Brake Down

Watching the Sunset on the Ginstleden

For the past week we have been following the Ginstleden cycle path, or rather, attempting to. There are only a few sporadic signs for the Ginstleden; small black plaques that pop up on lampposts or signposts every now and then reaffirming that for that moment at least, we are on the right trail! The rest of the time we follow our own route on maps.me, road or cycle signs to the next town or village in the direction we want to go (south) or the Kattlegattleden. 
The Kattlegattleden is another national cycle trail that follows the west coastline of Sweden from north to south. It is beautiful, incredibly well signposted and took us always on small country lanes and cycle paths. However, for every 10km we planned to cycle, we did another 10km in extra detours through pretty villages or to avoid a couple of kilometres on a road with no cycle path. So, we decided that rather than commit to any one route, we would pick and choose as we liked, taking long winding detours when the skies were blue and the shortest most direct route when we were fighting the wind.

Our final day before a bed indoors and a shower (arranged through Warm Showers) dawned with beautiful clear skies and, even better, a slight tailwind. This was good as we had a long way to go to make our destination that night, having stopped early due to a strong headwind and hail showers the evening before. Warm showers hosts are wonderful, and make our journey so much better, with kindness, hospitality and of course, a warm, dry place to rest our heads. However, it also means that we commit to being in a certain place on a certain day, so we set off with the road stretching out before us, snacks in our pockets and determination on our faces. 

Monty, my bike, was of course, having none of it! 

After the first couple of kilometres, my front brakes, that I had so carefully replaced the pads on just a few days before, were rattling and rubbing on my disc.

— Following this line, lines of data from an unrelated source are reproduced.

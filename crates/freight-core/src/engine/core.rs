//! Core FlowEngine implementation

use log::{debug, error, warn};
use serde::{de::DeserializeOwned, Serialize};
use serde_json::{json, Value};
use tokio::sync::watch;
use uuid::Uuid;

use crate::definition::FlowDefinition;
use crate::engine::{Advance, EngineBuilderInit, Progress, SubmitHandler, SubmitOutcome};
use crate::errors::ConfigurationError;
use crate::event::{EventStore, FlowEvent, FlowEventKind, InMemoryEventStore};
use crate::field::{apply_update, FieldSink, FieldUpdate};
use crate::hashing::hash_value;
use crate::step::{FieldErrors, StepDefinition, StepProps};

/// Motor de un flujo de captura por pasos.
///
/// Es dueño exclusivo del valor agregado `T`: los steps y el host sólo piden
/// fusiones (`set_field`, `FieldSink`). Todas las operaciones son síncronas
/// salvo `submit`, que espera el callback del host.
pub struct FlowEngine<T, V, E = InMemoryEventStore>
    where E: EventStore
{
    flow_id: Uuid,
    definition: FlowDefinition<T, V>,
    handler: Box<dyn SubmitHandler<T>>,
    event_store: E,
    value: T,
    /// Índices en `definition.steps` de los steps no saltados, en orden.
    active: Vec<usize>,
    /// 1-based dentro de `active`. Nunca baja de 1.
    current: usize,
    errors: FieldErrors,
    attempted_advance: bool,
    submitting: watch::Sender<bool>,
}

impl<T, V> FlowEngine<T, V, InMemoryEventStore>
    where T: Serialize + DeserializeOwned + Clone + Send + 'static
{
    /// Crea un engine con store en memoria.
    ///
    /// Falla si la lista está vacía, si hay ids duplicados o si `initial` no
    /// serializa a un objeto JSON.
    pub fn initialize<H>(steps: Vec<Box<dyn StepDefinition<T, V>>>,
                         initial: T,
                         handler: H)
                         -> Result<Self, ConfigurationError>
        where H: SubmitHandler<T> + 'static
    {
        Self::initialize_with_store(InMemoryEventStore::default(), steps, initial, handler)
    }

    /// Builder con store en memoria.
    pub fn builder() -> EngineBuilderInit<InMemoryEventStore> {
        EngineBuilderInit::default()
    }
}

We stopped, adjusted them, but for some reason could not make the noise disappear. In fact when we continued riding we seemed to make it worse. 

At the next town we had to stop to buy bread anyway, so in Netto car park, sheltered behind the wall and with the sun on our faces, we looked a little closer. The new brake pad did not seem to be sitting as it should, moving as the wheel moved instead of staying stationary. Arron swapped the new ones for the old ones, wondering if we had the wrong size. But that didn’t work. We were now even more puzzled. 

On closer inspection, it seems that the spring inside the brake calliper itself had sprung loose, and as a result, was not holding the brake pads tightly where they should be. It is hard to explain (especially for me who really has no idea about this stuff and is learning all the time!) The long and short of it, the calliper was broken and needed replacing. 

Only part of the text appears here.